This is a query regarding the internal working of torch.einsum
in the GPU. I know how to use einsum
. Does it perform all possible matrix multiplications, and just pick out the relevant ones, or does it perform only the required computation?
For example, consider two tensors a
and b
, of shape (N,P)
, and I wish to find the dot product of each corresponding tensor ni
, of shape (1,P)
.
Using einsum, the code is:
torch.einsum('ij,ij->i',a,b)
Without using einsum, another way to obtain the output is :
torch.diag(a @ b.t())
Now, the second code is supposed to perform significantly more computations than the first one (eg if N
= 2000
, it performs 2000
times more computation). However, when I try to time the two operations, they take roughly the same amount of time to complete, which begs the question.
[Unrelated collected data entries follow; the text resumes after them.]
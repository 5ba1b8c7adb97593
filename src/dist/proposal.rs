//! Metropolis-Hastings proposals over parameter values
#[cfg(feature = "serde1")]
use serde::{Deserialize, Serialize};

use crate::dist::{Beta, Gamma};
use crate::traits::{BaseMeasure, Proposal};
use rand::Rng;
use thiserror::Error;

/// Use a base measure as an independence proposal, q(θ'|θ) = G₀(θ').
///
/// # Example
///
/// ```rust
/// use dpmix::dist::{Beta, PriorProposal};
/// use dpmix::traits::Proposal;
///
/// let q = PriorProposal::new(Beta::new(2.0, 5.0).unwrap());
/// // The current value is ignored
/// assert_eq!(q.ln_f(&0.3, &0.1), q.ln_f(&0.3, &0.9));
/// ```
#[derive(Debug, Clone, PartialEq)]
#[cfg_attr(feature = "serde1", derive(Serialize, Deserialize))]
#[cfg_attr(feature = "serde1", serde(rename_all = "snake_case"))]
pub struct PriorProposal<B> {
    base: B,
}

impl<B> PriorProposal<B> {
    pub fn new(base: B) -> Self {
        PriorProposal { base }
    }

    pub fn base(&self) -> &B {
        &self.base
    }
}

impl<P, B: BaseMeasure<P>> Proposal<P> for PriorProposal<B> {
    fn draw<R: Rng>(&self, _current: &P, rng: &mut R) -> P {
        self.base.draw(rng)
    }

    fn ln_f(&self, proposed: &P, _current: &P) -> f64 {
        self.base.ln_f(proposed)
    }
}

#[derive(Debug, Clone, PartialEq, Error)]
pub enum ProposalError {
    /// The concentration or precision is not positive
    #[error("{name} ({value}) must be greater than zero")]
    ScaleTooLow { name: &'static str, value: f64 },
    /// The concentration or precision is infinite or NaN
    #[error("{name} ({value}) must be finite")]
    ScaleNotFinite { name: &'static str, value: f64 },
}

fn validate_scale(name: &'static str, value: f64) -> Result<f64, ProposalError> {
    if !value.is_finite() {
        Err(ProposalError::ScaleNotFinite { name, value })
    } else if value <= 0.0 {
        Err(ProposalError::ScaleTooLow { name, value })
    } else {
        Ok(value)
    }
}

/// Random walk over probabilities. The proposal is
/// Beta(s·m + 1, s·(1 - m) + 1) where m is the current value, so its mode
/// sits at the current value and larger `s` means smaller steps.
#[derive(Debug, Clone, PartialEq)]
#[cfg_attr(feature = "serde1", derive(Serialize, Deserialize))]
#[cfg_attr(feature = "serde1", serde(rename_all = "snake_case"))]
pub struct BetaProposal {
    s: f64,
}

impl BetaProposal {
    /// Create a Beta proposal with concentration `s`
    ///
    /// ```rust
    /// # use dpmix::dist::BetaProposal;
    /// assert!(BetaProposal::new(10.0).is_ok());
    /// assert!(BetaProposal::new(0.0).is_err());
    /// ```
    pub fn new(s: f64) -> Result<Self, ProposalError> {
        validate_scale("s", s).map(|s| BetaProposal { s })
    }

    #[inline]
    pub fn s(&self) -> f64 {
        self.s
    }

    fn centered_at(&self, m: f64) -> Beta {
        let m = m.clamp(0.0, 1.0);
        let a = self.s.mul_add(m, 1.0);
        let b = self.s.mul_add(1.0 - m, 1.0);
        Beta::new_unchecked(a, b)
    }
}

impl Proposal<f64> for BetaProposal {
    fn draw<R: Rng>(&self, current: &f64, rng: &mut R) -> f64 {
        self.centered_at(*current).draw(rng)
    }

    fn ln_f(&self, proposed: &f64, current: &f64) -> f64 {
        self.centered_at(*current).ln_f(proposed)
    }
}

/// Random walk over positive reals. The proposal is a Gamma with mean at
/// the current value x and variance 1/`precision`.
#[derive(Debug, Clone, PartialEq)]
#[cfg_attr(feature = "serde1", derive(Serialize, Deserialize))]
#[cfg_attr(feature = "serde1", serde(rename_all = "snake_case"))]
pub struct GammaProposal {
    precision: f64,
}

impl GammaProposal {
    /// Create a Gamma proposal with the given precision
    pub fn new(precision: f64) -> Result<Self, ProposalError> {
        validate_scale("precision", precision)
            .map(|precision| GammaProposal { precision })
    }

    #[inline]
    pub fn precision(&self) -> f64 {
        self.precision
    }

    fn centered_at(&self, x: f64) -> Gamma {
        let rate = x * self.precision;
        Gamma::new_unchecked(rate * x, rate)
    }
}

impl Proposal<f64> for GammaProposal {
    fn draw<R: Rng>(&self, current: &f64, rng: &mut R) -> f64 {
        self.centered_at(*current).draw(rng)
    }

    fn ln_f(&self, proposed: &f64, current: &f64) -> f64 {
        if *current <= 0.0 {
            return f64::NEG_INFINITY;
        }
        self.centered_at(*current).ln_f(proposed)
    }
}
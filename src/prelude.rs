//! Re-imports for convenience
#[doc(no_inline)]
pub use crate::data::{BinomialDatum, Partition};
#[doc(no_inline)]
pub use crate::dist::*;
#[doc(no_inline)]
pub use crate::result::DpError;
#[doc(no_inline)]
pub use crate::sampler::{
    AtomSampler, AuxiliaryGibbs, ChainState, ConcentrationPrior,
    ConjugateAtomSampler, DirichletProcessSampler, DpConfig,
    GlobalParameterSampler, InitStrategy, MarginalGibbs,
    MetropolisAtomSampler, MetropolisGibbs, MetropolisGlobalSampler,
    NoGlobalUpdate, PartitionSampler, SplitMerge, SplitMergeGibbs,
};
#[doc(no_inline)]
pub use crate::trace::{MemoryTrace, Snapshot, Trace};
#[doc(no_inline)]
pub use crate::traits::*;

/// A conjugate Beta-Binomial mixture sampled with the collapsed Gibbs
/// kernel
pub type BetaBinomialMixture = DirichletProcessSampler<
    BinomialDatum,
    f64,
    Binomial,
    Beta,
    MarginalGibbs,
    ConjugateAtomSampler,
>;
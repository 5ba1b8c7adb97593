//! Model components: likelihoods, base measures and proposals
mod beta;
mod beta_binom;
mod binomial;
mod gamma;
mod gaussian;
mod normal_gamma;
mod poisson;
mod proposal;

pub use beta::{Beta, BetaError};
pub use beta_binom::{BetaBinomial, BetaBinomialError};
pub use binomial::Binomial;
pub use gamma::{Gamma, GammaError};
pub use gaussian::{Gaussian, GaussianParams};
pub use normal_gamma::{NormalGamma, NormalGammaError};
pub use poisson::Poisson;
pub use proposal::{BetaProposal, GammaProposal, PriorProposal, ProposalError};
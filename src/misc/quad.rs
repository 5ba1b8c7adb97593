#[cfg(feature = "serde1")]
use serde::{Deserialize, Serialize};

use super::logsumexp;
use thiserror::Error;

/// Composite Simpson's rule over a fixed, evenly spaced mesh on [a, b].
///
/// Integrands are given in log space and the integral is returned in log
/// space, so densities with tiny values (e.g. likelihoods of many
/// observations) can be integrated without underflow.
///
/// # Example
///
/// Integrate f: x<sup>2</sup> over the interval [0, 1].
///
/// ```
/// use dpmix::misc::SimpsonsRule;
///
/// let simpson = SimpsonsRule::new(0.0, 1.0, 100).unwrap();
/// let q = simpson.integrate(|x| x.powi(2));
///
/// assert!((q - 1.0 / 3.0).abs() < 1E-10);
/// ```
///
/// The mesh must have an even number of intervals
///
/// ```
/// # use dpmix::misc::SimpsonsRule;
/// assert!(SimpsonsRule::new(0.0, 1.0, 101).is_err());
/// ```
#[derive(Debug, Clone, PartialEq)]
#[cfg_attr(feature = "serde1", derive(Serialize, Deserialize))]
#[cfg_attr(feature = "serde1", serde(rename_all = "snake_case"))]
pub struct SimpsonsRule {
    a: f64,
    b: f64,
    mesh_size: usize,
}

#[derive(Debug, Clone, PartialEq, Error)]
#[cfg_attr(feature = "serde1", derive(Serialize, Deserialize))]
#[cfg_attr(feature = "serde1", serde(rename_all = "snake_case"))]
pub enum SimpsonsRuleError {
    /// One of the interval bounds is infinite or NaN
    #[error("interval bounds must be finite, got [{a}, {b}]")]
    BoundsNotFinite { a: f64, b: f64 },
    /// The lower bound is not less than the upper bound
    #[error("lower bound ({a}) must be less than upper bound ({b})")]
    EmptyInterval { a: f64, b: f64 },
    /// Simpson's rule needs an even number of intervals
    #[error("mesh size must be even and greater than zero, got {mesh_size}")]
    InvalidMeshSize { mesh_size: usize },
}

impl SimpsonsRule {
    /// Create a new integrator over [a, b] with `mesh_size` intervals
    pub fn new(
        a: f64,
        b: f64,
        mesh_size: usize,
    ) -> Result<Self, SimpsonsRuleError> {
        if !(a.is_finite() && b.is_finite()) {
            Err(SimpsonsRuleError::BoundsNotFinite { a, b })
        } else if a >= b {
            Err(SimpsonsRuleError::EmptyInterval { a, b })
        } else if mesh_size == 0 || mesh_size % 2 != 0 {
            Err(SimpsonsRuleError::InvalidMeshSize { mesh_size })
        } else {
            Ok(SimpsonsRule { a, b, mesh_size })
        }
    }

    /// Lower bound of the interval
    #[inline]
    pub fn a(&self) -> f64 {
        self.a
    }

    /// Upper bound of the interval
    #[inline]
    pub fn b(&self) -> f64 {
        self.b
    }

    /// Number of intervals in the mesh
    #[inline]
    pub fn mesh_size(&self) -> usize {
        self.mesh_size
    }

    #[inline]
    fn step_size(&self) -> f64 {
        (self.b - self.a) / self.mesh_size as f64
    }

    // Knots paired with the log of their Simpson coefficient (1, 4, 2, ..., 4, 1)
    fn ln_knots(&self) -> impl Iterator<Item = (f64, f64)> + '_ {
        let h = self.step_size();
        let ln_4 = 4.0_f64.ln();
        let ln_2 = 2.0_f64.ln();
        (0..=self.mesh_size).map(move |i| {
            let x = (i as f64).mul_add(h, self.a);
            let ln_c = if i == 0 || i == self.mesh_size {
                0.0
            } else if i % 2 == 1 {
                ln_4
            } else {
                ln_2
            };
            (x, ln_c)
        })
    }

    /// ln ∫ exp(ln_f(x)) dx over [a, b]
    pub fn log_integrate<F>(&self, ln_f: F) -> f64
    where
        F: Fn(f64) -> f64,
    {
        let ln_h3 = (self.step_size() / 3.0).ln();
        let terms: Vec<f64> = self
            .ln_knots()
            .map(|(x, ln_c)| ln_c + ln_f(x))
            .collect();
        logsumexp(&terms) + ln_h3
    }

    /// ∫ f(x) dx over [a, b]
    pub fn integrate<F>(&self, f: F) -> f64
    where
        F: Fn(f64) -> f64,
    {
        let h3 = self.step_size() / 3.0;
        self.ln_knots()
            .map(|(x, ln_c)| ln_c.exp() * f(x))
            .sum::<f64>()
            * h3
    }
}
//! Capabilities the samplers are written against
//!
//! Every model component is a closed interface: the samplers never inspect
//! the shape of a parameter value, they only hand it to the component that
//! owns its interpretation.
use rand::Rng;

/// Likelihood of one observation given the parameter value of its cluster,
/// *f(x|θ)*.
///
/// Implementations must be deterministic: identical inputs return identical
/// outputs. Boundary cases (e.g. a success probability of exactly zero) must
/// return a well defined log likelihood (a finite value or `-∞`) rather than
/// NaN.
pub trait Density<X, P> {
    /// Log likelihood of `x` under `params`
    fn ln_f(&self, x: &X, params: &P) -> f64;

    /// Sum of the log likelihoods of `data[ix]` for every `ix` in `items`
    fn ln_f_items(&self, data: &[X], items: &[usize], params: &P) -> f64 {
        items.iter().map(|&ix| self.ln_f(&data[ix], params)).sum()
    }
}

/// The prior over cluster parameter values, *G₀*.
pub trait BaseMeasure<P> {
    /// Draw a parameter value from the base measure
    fn draw<R: Rng>(&self, rng: &mut R) -> P;

    /// Prior log density of `params`
    fn ln_f(&self, params: &P) -> f64;
}

/// A (possibly asymmetric) Metropolis-Hastings proposal over parameter
/// values, *q(θ'|θ)*.
pub trait Proposal<P> {
    /// Propose a new value given the current one
    fn draw<R: Rng>(&self, current: &P, rng: &mut R) -> P;

    /// Log density of proposing `proposed` from `current`
    fn ln_f(&self, proposed: &P, current: &P) -> f64;
}

/// A base measure that is conjugate to the likelihood of `X`.
///
/// Conjugacy lets the samplers integrate the parameter out (the prior
/// predictive, used to score a new cluster) and draw a cluster's parameter
/// directly from its posterior.
pub trait ConjugatePrior<X, P>: BaseMeasure<P> {
    /// Log prior predictive, ∫ f(x|θ) G₀(dθ)
    fn ln_pp(&self, x: &X) -> f64;

    /// Draw θ from the posterior given the observations `xs`
    fn draw_posterior<'a, I, R>(&self, xs: I, rng: &mut R) -> P
    where
        X: 'a,
        I: IntoIterator<Item = &'a X>,
        R: Rng;
}

/// A density whose likelihood also depends on parameters shared by every
/// cluster.
pub trait GlobalParameterized {
    type Global: Clone;

    /// The current value of the shared parameters
    fn global(&self) -> Self::Global;

    /// Replace the shared parameters
    fn set_global(&mut self, global: Self::Global);
}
Does einsum
perform all combinations (like the second code), and picks out the relevant values?
Sample Code to test:
import time
import torch
for i in range(100):
a = torch.rand(50000, 256).cuda()
b = torch.rand(50000, 256).cuda()
t1 = time.time()
val = torch.diag(a @ b.t())
t2 = time.time()
val2 = torch.einsum('ij,ij->i',a,b)
t3 = time.time()
print(t2-t1,t3-t2, torch.allclose(val,val2))